Yet to claim to be devoid of politics in the religious sphere is disingenuous; religion is, by nature, political and speaks to the current political context in one way or another. At one level or another to read scripture, to pray, or to attend and participate in worship is a political act.
First, consider the notion that politics is about the ways in which one relates to people and is about the practice and theory of influencing people on a global, civic, and individual level (thank you Wikipedia). Because of our disestablishment heritage made concrete in the First Amendment, one aspect of the discourse of American politics has moved to a place where politics claims to be devoid of religion, and many wussy religious leaders (myself included) strive to claim that religion is devoid of politics. We claim that religion has no place in politics and politics has no place in religion. Yet religion is about influencing people on a global, civic, and individual level. When I preach I am trying to persuade people to aspire to a certain way of living and a certain way of being in relationships with other people. In Christianity we tend to embrace an ethic that calls us to treat people a certain way (mostly nicely) and to take care of people who are in need (mostly). Such an ethic speaks to an idea of how the world is supposed to be; a place where everyone is mostly nice to each other and were we mostly take care of people in need. It may be watered-down, but this is a political ethic. Perhaps one cannot so easily separate one from the other.
It is not difficult to push a little bit and see those moments when Christianity was overtly political. The roots of Christianity, the purity laws (as well as others) found in the Hebrew Scriptures (or the Old Testament for you close-minded folks) are political in the way they guide people’s lives. The vice and virtue lists in the letters of Paul and in the Pastoral Letters are intended to shape and mold the behaviors and relationships of a nascent community. Kinda political when you think about it. In the Medieval era the church and the state were closely inter-twined leading to the notion of divine mandate suggesting that kings were the spokespersons of God and of Cardinals and Popes wielding real political power. That didn’t go well when some kings believed that their divine mandate empowered them to go against the current teachings of the church and trying to do crazy things like divorce their wives (I’m looking at you, Henry). Others, like John Calvin, Ludwich Zwingli, and folks who came after them (I’m looking at you and your Puritan ilk, John Winthrop) believed that government needed to be led by religious people who were right with God in faith and action. We have a history of a close and at times messy relationship of religion and politics.

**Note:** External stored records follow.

//! Criteria, weights and the weighted-sum reduction.

use std::collections::BTreeMap;
use std::fmt;

use serde::{Deserialize, Serialize};

use crate::error::{Result, ScoutError};

/// Allowed drift of the weight sum from 1.0.
const WEIGHT_SUM_TOLERANCE: f64 = 1e-6;

/// The seven scoring criteria.
#[derive(Debug, Clone, Copy, PartialEq, Eq, Hash, PartialOrd, Ord, Serialize, Deserialize)]
#[serde(rename_all = "snake_case")]
pub enum Criterion {
    ThesisFit,
    SignalDiversity,
    SourceCorroboration,
    FrenchEcosystemBias,
    Timing,
    TeamQuality,
    CompetitivePosition,
}

impl Criterion {
    pub const ALL: [Criterion; 7] = [
        Self::ThesisFit,
        Self::SignalDiversity,
        Self::SourceCorroboration,
        Self::FrenchEcosystemBias,
        Self::Timing,
        Self::TeamQuality,
        Self::CompetitivePosition,
    ];

    /// Wire key (`snake_case`).
    pub fn key(self) -> &'static str {
        match self {
            Self::ThesisFit => "thesis_fit",
            Self::SignalDiversity => "signal_diversity",
            Self::SourceCorroboration => "source_corroboration",
            Self::FrenchEcosystemBias => "french_ecosystem_bias",
            Self::Timing => "timing",
            Self::TeamQuality => "team_quality",
            Self::CompetitivePosition => "competitive_position",
        }
    }

    /// `camelCase` spelling some models prefer.
    pub fn camel_key(self) -> &'static str {
        match self {
            Self::ThesisFit => "thesisFit",
            Self::SignalDiversity => "signalDiversity",
            Self::SourceCorroboration => "sourceCorroboration",
            Self::FrenchEcosystemBias => "frenchEcosystemBias",
            Self::Timing => "timing",
            Self::TeamQuality => "teamQuality",
            Self::CompetitivePosition => "competitivePosition",
        }
    }
}

impl fmt::Display for Criterion {
    fn fmt(&self, f: &mut fmt::Formatter<'_>) -> fmt::Result {
        f.write_str(self.key())
    }
}

/// Coefficients of the weighted sum. Loaded from `[scoring.weights]`.
#[derive(Debug, Clone, PartialEq, Serialize, Deserialize)]
#[serde(default)]
pub struct ScoringWeights {
    pub thesis_fit: f64,
    pub signal_diversity: f64,
    pub source_corroboration: f64,
    pub french_ecosystem_bias: f64,
    pub timing: f64,
    pub team_quality: f64,
    pub competitive_position: f64,
}

impl Default for ScoringWeights {
    fn default() -> Self {
        Self {
            thesis_fit: 0.30,
            signal_diversity: 0.15,
            source_corroboration: 0.10,
            french_ecosystem_bias: 0.15,
            timing: 0.10,
            team_quality: 0.12,
            competitive_position: 0.08,
        }
    }
}

impl ScoringWeights {
    pub fn get(&self, criterion: Criterion) -> f64 {
        match criterion {
            Criterion::ThesisFit => self.thesis_fit,
            Criterion::SignalDiversity => self.signal_diversity,
            Criterion::SourceCorroboration => self.source_corroboration,
            Criterion::FrenchEcosystemBias => self.french_ecosystem_bias,
            Criterion::Timing => self.timing,
            Criterion::TeamQuality => self.team_quality,
            Criterion::CompetitivePosition => self.competitive_position,
        }
    }

    /// Every weight must lie in `[0, 1]` and the sum must be 1.0.
    ///
    /// # Errors
    ///
    /// Returns [`ScoutError::Config`] naming the offending weight or sum.
    pub fn validate(&self) -> Result<()> {
        for criterion in Criterion::ALL {
            let w = self.get(criterion);
            if !w.is_finite() || !(0.0..=1.0).contains(&w) {
                return Err(ScoutError::Config(format!(
                    "scoring weight {criterion} = {w} is outside [0, 1]"
                )));
            }
        }
        let sum: f64 = Criterion::ALL.iter().map(|c| self.get(*c)).sum();
        if (sum - 1.0).abs() > WEIGHT_SUM_TOLERANCE {
            return Err(ScoutError::Config(format!(
                "scoring weights sum to {sum}, expected 1.0"
            )));
        }
        Ok(())
    }
}

/// Per-criterion sub-scores on a 0–100 scale. Absent criteria count as 0.
#[derive(Debug, Clone, Default, PartialEq, Serialize, Deserialize)]
#[serde(transparent)]
pub struct CriteriaScores(BTreeMap<Criterion, f64>);

impl CriteriaScores {
    pub fn new() -> Self {
        Self::default()
    }

    pub fn set(&mut self, criterion: Criterion, score: f64) {
        self.0.insert(criterion, score);
    }

    pub fn with(mut self, criterion: Criterion, score: f64) -> Self {
        self.set(criterion, score);
        self
    }

    pub fn get(&self, criterion: Criterion) -> Option<f64> {
        self.0.get(&criterion).copied()
    }

    pub fn is_empty(&self) -> bool {
        self.0.is_empty()
    }

    pub fn len(&self) -> usize {
        self.0.len()
    }
}

/// Reduce sub-scores to the 0–100 fit score.
///
/// Missing and NaN sub-scores count as 0; each sub-score is clamped to
/// `[0, 100]` before weighting and the rounded total is clamped again.
pub fn compute_weighted_score(scores: &CriteriaScores, weights: &ScoringWeights) -> u8 {
    let total: f64 = Criterion::ALL
        .iter()
        .map(|&criterion| {
            let raw = scores.get(criterion).unwrap_or(0.0);
            let sub = if raw.is_nan() { 0.0 } else { raw.clamp(0.0, 100.0) };
            sub * weights.get(criterion)
        })
        .sum();

    if total.is_nan() {
        return 0;
    }
    total.round().clamp(0.0, 100.0) as u8
}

But we have tried to pull the two apart. Part of the radical nature of the great experiment of religious liberty (a nod to William Penn and Roger Williams) was to suggest that the government would not have a religious bias. Because of experiences in England and in Colonial America, people here in the United States thought it might be a good idea to try having a government that was guided by reason, rational, and human decency, but not by a specific branch of any faith tradition. Thank goodness for prevalent preaching of secular humanism and the optimistic hope in humanity to undergird such a notion (sarcasm?). People could be trusted to do the right thing because people are generally reasonable even if they are Quakers or Methodists, or dare I suggest, Baptists! In time the notion emerged and took hold that one’s faith need not be a dominant aspect of one’s political life and that it is best to keep God out of politics. An individual piety emerged and a social conscious diminished.
Note: I realize that I am glossing over large swaths of American religious and civic history. The abolitionist movement, the temperance movement, the civil rights movement, the Religious Right of the 1980s are all examples of Christian political action. The point is there has been a thread in our narrative that looks to keep religion and politics separate.

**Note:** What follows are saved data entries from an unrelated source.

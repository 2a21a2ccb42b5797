//! Weighted multi-criteria scoring.
//!
//! The engine shapes scoring requests and reduces the replies; calling
//! the model is the LLM chain's job.

pub mod judgment;
pub mod prompt;
pub mod weights;

pub use judgment::{RiskTier, ScoredCandidate, ScoringJudgment, parse_judgment};
pub use prompt::build_scoring_prompt;
pub use weights::{CriteriaScores, Criterion, ScoringWeights, compute_weighted_score};
//! Shared HTTP plumbing for provider calls.
//!
//! Builds the [`reqwest::Client`] used by the providers, maps HTTP status
//! codes onto [`SearchError`], and implements the rate-limit retry loop
//! with exponential backoff and jitter.

use std::future::Future;
use std::time::Duration;

use rand::Rng;

use crate::config::SearchConfig;
use crate::error::SearchError;
use crate::types::ProviderId;

/// User-Agent sent when the config does not override it.
const DEFAULT_USER_AGENT: &str = concat!("thesis-scout/", env!("CARGO_PKG_VERSION"));

/// Maximum random jitter added to each backoff delay.
const MAX_JITTER_MS: u64 = 250;

/// Build a [`reqwest::Client`] configured for provider API calls.
///
/// # Errors
///
/// Returns [`SearchError::Http`] if the client cannot be constructed.
pub fn build_client(config: &SearchConfig) -> Result<reqwest::Client, SearchError> {
    let ua = config
        .user_agent
        .clone()
        .unwrap_or_else(|| DEFAULT_USER_AGENT.to_owned());

    reqwest::Client::builder()
        .timeout(Duration::from_secs(config.timeout_seconds))
        .user_agent(ua)
        .redirect(reqwest::redirect::Policy::limited(5))
        .build()
        .map_err(|e| SearchError::Http(format!("failed to build HTTP client: {e}")))
}

/// Map a non-success HTTP status onto the provider error taxonomy.
pub fn classify_status(provider: ProviderId, status: reqwest::StatusCode) -> SearchError {
    match status.as_u16() {
        429 | 503 => SearchError::RateLimited(format!("{provider} returned {status}")),
        401 | 403 => SearchError::ProviderUnavailable(format!(
            "{provider} rejected credentials ({status})"
        )),
        _ => SearchError::Http(format!("{provider} returned {status}")),
    }
}

/// Exponential backoff for the given zero-based retry attempt, capped.
///
/// `attempt = 0` yields `base_ms`, each further attempt doubles it.
pub fn backoff_delay(attempt: u32, base_ms: u64, max_ms: u64) -> Duration {
    let factor = 1u64.checked_shl(attempt).unwrap_or(u64::MAX);
    Duration::from_millis(base_ms.saturating_mul(factor).min(max_ms))
}

/// Run `op` until it succeeds, fails with a non-retryable error, or
/// `config.max_attempts` attempts have been spent.
///
/// Only [`SearchError::RateLimited`] is retried. Each retry waits
/// [`backoff_delay`] plus a small random jitter.
pub async fn retry_rate_limited<T, F, Fut>(
    provider: ProviderId,
    config: &SearchConfig,
    mut op: F,
) -> Result<T, SearchError>
where
    F: FnMut() -> Fut,
    Fut: Future<Output = Result<T, SearchError>>,
{
    let mut attempt = 0u32;
    loop {
        match op().await {
            Ok(value) => return Ok(value),
            Err(err) if err.is_retryable() && attempt + 1 < config.max_attempts => {
                let delay = backoff_delay(attempt, config.base_backoff_ms, config.max_backoff_ms)
                    + jitter();
                tracing::debug!(
                    %provider,
                    attempt = attempt + 1,
                    delay_ms = delay.as_millis() as u64,
                    error = %err,
                    "provider rate limited; backing off"
                );
                tokio::time::sleep(delay).await;
                attempt += 1;
            }
            Err(err) => return Err(err),
        }
    }
}

fn jitter() -> Duration {
    Duration::from_millis(rand::thread_rng().gen_range(0..=MAX_JITTER_MS))
}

Yet I contend that religion is to a degree political and will continue to be political and there will continue to be a strain and tension between the relationship of religion and politics.

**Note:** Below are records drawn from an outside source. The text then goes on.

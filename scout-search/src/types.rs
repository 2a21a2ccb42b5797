//! Core types for search results and provider identification.

use serde::{Deserialize, Serialize};
use std::fmt;

/// A single search result returned by a provider.
#[derive(Debug, Clone, PartialEq, Serialize, Deserialize)]
pub struct SearchResult {
    /// The title of the result page.
    pub title: String,
    /// The URL of the result.
    pub url: String,
    /// The main snippet describing the page.
    pub description: String,
    /// Additional snippets some providers return alongside the main one.
    #[serde(default)]
    pub extra_snippets: Vec<String>,
    /// Which provider returned this result.
    pub provider: ProviderId,
}

/// A search result tagged with the category label of the query that
/// produced it (e.g. `funding`, `news`).
#[derive(Debug, Clone, PartialEq, Serialize, Deserialize)]
pub struct CategorizedResult {
    /// Category label of the originating query.
    pub category: String,
    /// The raw provider result.
    pub result: SearchResult,
}

impl CategorizedResult {
    /// Tag a result with a category label.
    pub fn new(category: impl Into<String>, result: SearchResult) -> Self {
        Self {
            category: category.into(),
            result,
        }
    }
}

/// Search providers the aggregator knows how to call.
#[derive(Debug, Clone, Copy, PartialEq, Eq, Hash, PartialOrd, Ord, Serialize, Deserialize)]
#[serde(rename_all = "lowercase")]
pub enum ProviderId {
    /// Brave Web Search API. Generous free tier, used as the primary.
    Brave,
    /// Serper (Google results). Paid per query, used for shortfalls.
    Serper,
}

impl ProviderId {
    /// Returns the wire/config name of this provider.
    pub fn name(&self) -> &'static str {
        match self {
            Self::Brave => "brave",
            Self::Serper => "serper",
        }
    }

    /// Parse a provider from its config name (case-insensitive).
    pub fn parse(raw: &str) -> Option<Self> {
        match raw.trim().to_ascii_lowercase().as_str() {
            "brave" => Some(Self::Brave),
            "serper" => Some(Self::Serper),
            _ => None,
        }
    }

    /// Returns all provider variants in default preference order.
    pub fn all() -> &'static [ProviderId] {
        &[Self::Brave, Self::Serper]
    }
}

impl fmt::Display for ProviderId {
    fn fmt(&self, f: &mut fmt::Formatter<'_>) -> fmt::Result {
        f.write_str(self.name())
    }
}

Some say it is important and appropriate for churches to be engaged and involved in political processes. There are times when injustice is so great that to stay silent is in itself a sin. While in a jail cell in Birmingham, Martin Luther King Jr., famously called out many white, Protestant pastors to join in the cause for civil rights, claiming that they could no longer wait in the arms of compliancy and live with fundamentally unjust laws. When H. Richard Niebuhr claimed that it would be wrong for churches to be involved with or advocate for any kind of military action in the 1940s his brother Reinhold responded that his brother was holding an “illusory hope” and to the impossible notion of a society of pure love. There was a need for the church to advocate for the United States to become involved at the global level even if it was an evil, it was a lesser evil compared with inactivity (he then proceeded to give his brother a noogie).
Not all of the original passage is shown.